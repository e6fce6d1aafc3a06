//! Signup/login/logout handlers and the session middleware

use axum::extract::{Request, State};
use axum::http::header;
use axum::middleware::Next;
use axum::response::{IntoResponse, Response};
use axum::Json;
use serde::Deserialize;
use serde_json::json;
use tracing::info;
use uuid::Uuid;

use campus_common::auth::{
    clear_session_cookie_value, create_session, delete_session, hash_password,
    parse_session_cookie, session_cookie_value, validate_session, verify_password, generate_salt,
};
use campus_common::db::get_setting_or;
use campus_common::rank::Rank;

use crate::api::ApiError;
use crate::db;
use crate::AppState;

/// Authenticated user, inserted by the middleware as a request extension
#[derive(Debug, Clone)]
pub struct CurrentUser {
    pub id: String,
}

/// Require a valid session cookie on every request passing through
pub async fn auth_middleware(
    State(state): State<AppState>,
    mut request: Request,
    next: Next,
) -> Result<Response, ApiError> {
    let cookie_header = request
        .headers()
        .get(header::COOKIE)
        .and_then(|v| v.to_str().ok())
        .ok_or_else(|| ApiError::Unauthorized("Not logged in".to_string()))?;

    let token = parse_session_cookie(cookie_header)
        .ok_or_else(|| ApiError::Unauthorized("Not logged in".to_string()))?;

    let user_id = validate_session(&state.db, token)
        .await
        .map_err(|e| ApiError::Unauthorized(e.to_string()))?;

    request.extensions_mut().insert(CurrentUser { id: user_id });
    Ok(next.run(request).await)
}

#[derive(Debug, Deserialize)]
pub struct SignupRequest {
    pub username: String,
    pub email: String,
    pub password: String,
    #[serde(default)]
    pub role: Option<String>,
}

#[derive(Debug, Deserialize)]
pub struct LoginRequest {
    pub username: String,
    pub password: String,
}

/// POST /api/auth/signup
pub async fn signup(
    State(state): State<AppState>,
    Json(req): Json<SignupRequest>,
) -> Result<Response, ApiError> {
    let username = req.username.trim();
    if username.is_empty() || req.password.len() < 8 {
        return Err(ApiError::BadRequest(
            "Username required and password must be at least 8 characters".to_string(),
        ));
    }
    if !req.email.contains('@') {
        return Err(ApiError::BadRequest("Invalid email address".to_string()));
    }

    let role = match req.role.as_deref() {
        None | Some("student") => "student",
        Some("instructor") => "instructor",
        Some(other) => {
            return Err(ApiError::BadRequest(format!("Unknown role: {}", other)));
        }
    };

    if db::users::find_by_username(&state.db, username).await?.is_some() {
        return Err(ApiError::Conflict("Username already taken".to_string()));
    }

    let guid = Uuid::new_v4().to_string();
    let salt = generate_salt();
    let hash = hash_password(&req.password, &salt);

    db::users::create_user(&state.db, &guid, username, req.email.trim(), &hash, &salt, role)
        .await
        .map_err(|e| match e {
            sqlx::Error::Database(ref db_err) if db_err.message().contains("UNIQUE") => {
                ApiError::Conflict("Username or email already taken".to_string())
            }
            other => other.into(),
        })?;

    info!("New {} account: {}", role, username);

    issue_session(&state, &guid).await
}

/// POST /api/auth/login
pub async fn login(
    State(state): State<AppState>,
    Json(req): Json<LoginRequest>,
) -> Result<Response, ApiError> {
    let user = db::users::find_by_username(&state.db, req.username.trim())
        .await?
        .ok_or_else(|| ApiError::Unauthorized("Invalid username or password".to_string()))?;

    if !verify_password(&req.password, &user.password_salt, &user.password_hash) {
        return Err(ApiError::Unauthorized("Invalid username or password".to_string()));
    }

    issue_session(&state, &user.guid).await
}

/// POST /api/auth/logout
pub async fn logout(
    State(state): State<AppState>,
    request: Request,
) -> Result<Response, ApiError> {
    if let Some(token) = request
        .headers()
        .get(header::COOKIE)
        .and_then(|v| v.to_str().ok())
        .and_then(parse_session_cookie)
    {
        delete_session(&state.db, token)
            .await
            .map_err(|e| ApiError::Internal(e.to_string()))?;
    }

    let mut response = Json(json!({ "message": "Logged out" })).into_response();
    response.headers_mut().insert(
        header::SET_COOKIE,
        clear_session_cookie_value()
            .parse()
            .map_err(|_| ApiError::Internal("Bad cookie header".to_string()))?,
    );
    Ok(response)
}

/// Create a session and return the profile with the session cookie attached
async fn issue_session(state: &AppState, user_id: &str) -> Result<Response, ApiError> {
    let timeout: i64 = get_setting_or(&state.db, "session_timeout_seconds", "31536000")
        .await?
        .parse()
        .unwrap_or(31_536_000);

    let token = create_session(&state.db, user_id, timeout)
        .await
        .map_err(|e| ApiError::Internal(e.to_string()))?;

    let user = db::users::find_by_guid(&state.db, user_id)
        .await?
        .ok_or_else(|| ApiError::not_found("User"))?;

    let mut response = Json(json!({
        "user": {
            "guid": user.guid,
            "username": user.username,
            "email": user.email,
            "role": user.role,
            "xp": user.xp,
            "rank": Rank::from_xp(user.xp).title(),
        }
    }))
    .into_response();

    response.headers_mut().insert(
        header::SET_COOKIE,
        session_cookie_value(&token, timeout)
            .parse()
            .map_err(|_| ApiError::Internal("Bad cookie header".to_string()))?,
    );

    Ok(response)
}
==================================================
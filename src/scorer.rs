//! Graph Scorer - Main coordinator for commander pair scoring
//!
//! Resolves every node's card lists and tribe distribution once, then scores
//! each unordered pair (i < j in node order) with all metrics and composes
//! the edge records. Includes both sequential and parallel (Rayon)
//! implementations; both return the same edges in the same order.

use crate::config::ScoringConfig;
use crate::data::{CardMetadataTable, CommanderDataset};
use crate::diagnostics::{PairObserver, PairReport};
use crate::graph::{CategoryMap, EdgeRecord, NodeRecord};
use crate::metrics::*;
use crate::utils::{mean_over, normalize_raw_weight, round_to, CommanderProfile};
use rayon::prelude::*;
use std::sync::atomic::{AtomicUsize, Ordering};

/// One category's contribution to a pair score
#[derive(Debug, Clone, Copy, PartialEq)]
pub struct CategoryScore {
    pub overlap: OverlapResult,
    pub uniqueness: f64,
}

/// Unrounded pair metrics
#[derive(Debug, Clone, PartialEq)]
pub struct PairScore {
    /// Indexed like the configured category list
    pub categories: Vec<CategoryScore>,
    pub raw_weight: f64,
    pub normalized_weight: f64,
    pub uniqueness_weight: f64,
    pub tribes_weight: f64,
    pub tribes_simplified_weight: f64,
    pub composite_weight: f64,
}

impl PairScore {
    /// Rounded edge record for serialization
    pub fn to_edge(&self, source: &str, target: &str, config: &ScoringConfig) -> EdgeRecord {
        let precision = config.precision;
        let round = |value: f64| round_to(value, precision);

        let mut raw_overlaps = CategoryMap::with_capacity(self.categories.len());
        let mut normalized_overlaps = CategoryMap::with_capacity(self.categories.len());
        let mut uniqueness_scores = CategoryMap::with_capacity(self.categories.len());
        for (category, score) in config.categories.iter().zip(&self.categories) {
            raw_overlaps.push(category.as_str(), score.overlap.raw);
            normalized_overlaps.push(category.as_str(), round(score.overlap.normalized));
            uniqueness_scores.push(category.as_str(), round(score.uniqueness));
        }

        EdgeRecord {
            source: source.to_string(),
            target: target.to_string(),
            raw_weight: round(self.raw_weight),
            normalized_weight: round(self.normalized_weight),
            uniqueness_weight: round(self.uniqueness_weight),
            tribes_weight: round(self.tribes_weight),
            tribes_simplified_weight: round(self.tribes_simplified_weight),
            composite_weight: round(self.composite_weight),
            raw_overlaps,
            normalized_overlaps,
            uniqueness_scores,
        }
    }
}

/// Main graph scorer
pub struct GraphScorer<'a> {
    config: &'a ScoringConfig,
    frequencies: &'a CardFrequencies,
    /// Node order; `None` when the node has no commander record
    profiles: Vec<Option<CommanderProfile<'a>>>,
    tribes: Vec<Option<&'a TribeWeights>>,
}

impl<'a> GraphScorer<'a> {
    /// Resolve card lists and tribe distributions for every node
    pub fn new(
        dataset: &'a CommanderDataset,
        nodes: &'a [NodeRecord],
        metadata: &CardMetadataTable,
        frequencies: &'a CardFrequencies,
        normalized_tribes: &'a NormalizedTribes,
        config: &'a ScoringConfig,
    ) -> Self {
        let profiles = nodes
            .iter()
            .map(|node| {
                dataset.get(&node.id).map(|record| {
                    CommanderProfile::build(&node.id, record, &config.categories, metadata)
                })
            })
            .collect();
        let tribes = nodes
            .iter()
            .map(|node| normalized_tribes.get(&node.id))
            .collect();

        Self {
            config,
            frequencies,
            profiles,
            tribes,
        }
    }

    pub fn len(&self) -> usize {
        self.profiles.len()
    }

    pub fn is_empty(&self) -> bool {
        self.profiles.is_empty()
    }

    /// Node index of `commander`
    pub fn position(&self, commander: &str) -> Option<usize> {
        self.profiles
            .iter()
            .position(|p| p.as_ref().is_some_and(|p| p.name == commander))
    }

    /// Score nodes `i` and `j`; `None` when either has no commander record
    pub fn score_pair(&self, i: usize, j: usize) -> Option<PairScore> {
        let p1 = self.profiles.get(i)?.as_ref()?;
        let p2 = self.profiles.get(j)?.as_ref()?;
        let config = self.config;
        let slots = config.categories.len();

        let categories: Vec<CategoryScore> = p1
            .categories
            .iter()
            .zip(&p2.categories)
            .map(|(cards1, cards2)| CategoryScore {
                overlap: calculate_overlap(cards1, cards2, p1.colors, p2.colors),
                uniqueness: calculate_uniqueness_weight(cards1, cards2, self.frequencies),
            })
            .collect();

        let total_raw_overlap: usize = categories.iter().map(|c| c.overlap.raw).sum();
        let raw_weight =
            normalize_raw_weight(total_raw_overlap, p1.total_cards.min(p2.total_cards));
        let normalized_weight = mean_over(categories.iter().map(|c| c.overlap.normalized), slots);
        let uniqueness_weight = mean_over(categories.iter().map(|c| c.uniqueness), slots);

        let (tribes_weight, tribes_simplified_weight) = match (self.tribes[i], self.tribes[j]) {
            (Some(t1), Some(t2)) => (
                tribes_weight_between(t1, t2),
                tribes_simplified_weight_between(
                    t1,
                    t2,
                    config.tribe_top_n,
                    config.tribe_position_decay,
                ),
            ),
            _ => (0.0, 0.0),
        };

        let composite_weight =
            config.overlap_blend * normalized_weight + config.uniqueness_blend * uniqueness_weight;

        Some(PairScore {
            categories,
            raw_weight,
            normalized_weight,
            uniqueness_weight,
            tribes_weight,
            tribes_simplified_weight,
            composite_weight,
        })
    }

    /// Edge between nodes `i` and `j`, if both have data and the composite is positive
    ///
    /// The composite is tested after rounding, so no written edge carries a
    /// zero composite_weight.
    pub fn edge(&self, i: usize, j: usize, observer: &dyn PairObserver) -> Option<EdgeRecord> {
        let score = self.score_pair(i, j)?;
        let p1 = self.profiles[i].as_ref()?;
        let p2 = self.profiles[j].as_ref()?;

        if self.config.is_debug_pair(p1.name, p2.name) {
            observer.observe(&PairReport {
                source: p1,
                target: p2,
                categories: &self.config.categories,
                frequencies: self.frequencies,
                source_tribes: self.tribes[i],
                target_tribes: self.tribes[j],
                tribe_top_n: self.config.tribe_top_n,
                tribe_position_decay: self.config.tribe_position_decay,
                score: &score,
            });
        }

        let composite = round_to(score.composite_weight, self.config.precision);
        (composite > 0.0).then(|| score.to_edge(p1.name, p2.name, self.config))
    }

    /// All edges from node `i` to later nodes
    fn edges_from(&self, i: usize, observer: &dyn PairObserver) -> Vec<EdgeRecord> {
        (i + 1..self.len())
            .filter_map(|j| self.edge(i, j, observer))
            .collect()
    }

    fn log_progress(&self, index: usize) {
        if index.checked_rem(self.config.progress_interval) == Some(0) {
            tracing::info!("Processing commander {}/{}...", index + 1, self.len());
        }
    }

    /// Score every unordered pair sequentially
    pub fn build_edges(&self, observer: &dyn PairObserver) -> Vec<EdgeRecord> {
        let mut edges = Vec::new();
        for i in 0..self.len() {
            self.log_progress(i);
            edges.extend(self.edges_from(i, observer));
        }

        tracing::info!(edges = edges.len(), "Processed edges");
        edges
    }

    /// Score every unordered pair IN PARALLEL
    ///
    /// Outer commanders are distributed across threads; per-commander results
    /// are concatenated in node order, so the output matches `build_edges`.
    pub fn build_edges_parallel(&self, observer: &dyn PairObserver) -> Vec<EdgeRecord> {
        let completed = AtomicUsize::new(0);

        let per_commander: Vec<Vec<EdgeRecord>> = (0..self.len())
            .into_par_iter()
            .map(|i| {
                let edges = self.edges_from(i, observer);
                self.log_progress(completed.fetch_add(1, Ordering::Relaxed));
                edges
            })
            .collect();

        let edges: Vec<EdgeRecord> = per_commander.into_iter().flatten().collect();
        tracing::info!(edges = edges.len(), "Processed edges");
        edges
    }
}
==================================================
**THE PROBLEM:** In the entries above, find the line with "pub fn score_pair(&self, i: usize, j: usize)" and the line with "let score = self.score_pair(i, j)?;", then restate word for word both of them and every line between, with nothing more.

**FINAL ANSWER:**
    pub fn score_pair(&self, i: usize, j: usize) -> Option<PairScore> {
        let p1 = self.profiles.get(i)?.as_ref()?;
        let p2 = self.profiles.get(j)?.as_ref()?;
        let config = self.config;
        let slots = config.categories.len();

        let categories: Vec<CategoryScore> = p1
            .categories
            .iter()
            .zip(&p2.categories)
            .map(|(cards1, cards2)| CategoryScore {
                overlap: calculate_overlap(cards1, cards2, p1.colors, p2.colors),
                uniqueness: calculate_uniqueness_weight(cards1, cards2, self.frequencies),
            })
            .collect();

        let total_raw_overlap: usize = categories.iter().map(|c| c.overlap.raw).sum();
        let raw_weight =
            normalize_raw_weight(total_raw_overlap, p1.total_cards.min(p2.total_cards));
        let normalized_weight = mean_over(categories.iter().map(|c| c.overlap.normalized), slots);
        let uniqueness_weight = mean_over(categories.iter().map(|c| c.uniqueness), slots);

        let (tribes_weight, tribes_simplified_weight) = match (self.tribes[i], self.tribes[j]) {
            (Some(t1), Some(t2)) => (
                tribes_weight_between(t1, t2),
                tribes_simplified_weight_between(
                    t1,
                    t2,
                    config.tribe_top_n,
                    config.tribe_position_decay,
                ),
            ),
            _ => (0.0, 0.0),
        };

        let composite_weight =
            config.overlap_blend * normalized_weight + config.uniqueness_blend * uniqueness_weight;

        Some(PairScore {
            categories,
            raw_weight,
            normalized_weight,
            uniqueness_weight,
            tribes_weight,
            tribes_simplified_weight,
            composite_weight,
        })
    }

    /// Edge between nodes `i` and `j`, if both have data and the composite is positive
    ///
    /// The composite is tested after rounding, so no written edge carries a
    /// zero composite_weight.
    pub fn edge(&self, i: usize, j: usize, observer: &dyn PairObserver) -> Option<EdgeRecord> {
        let score = self.score_pair(i, j)?;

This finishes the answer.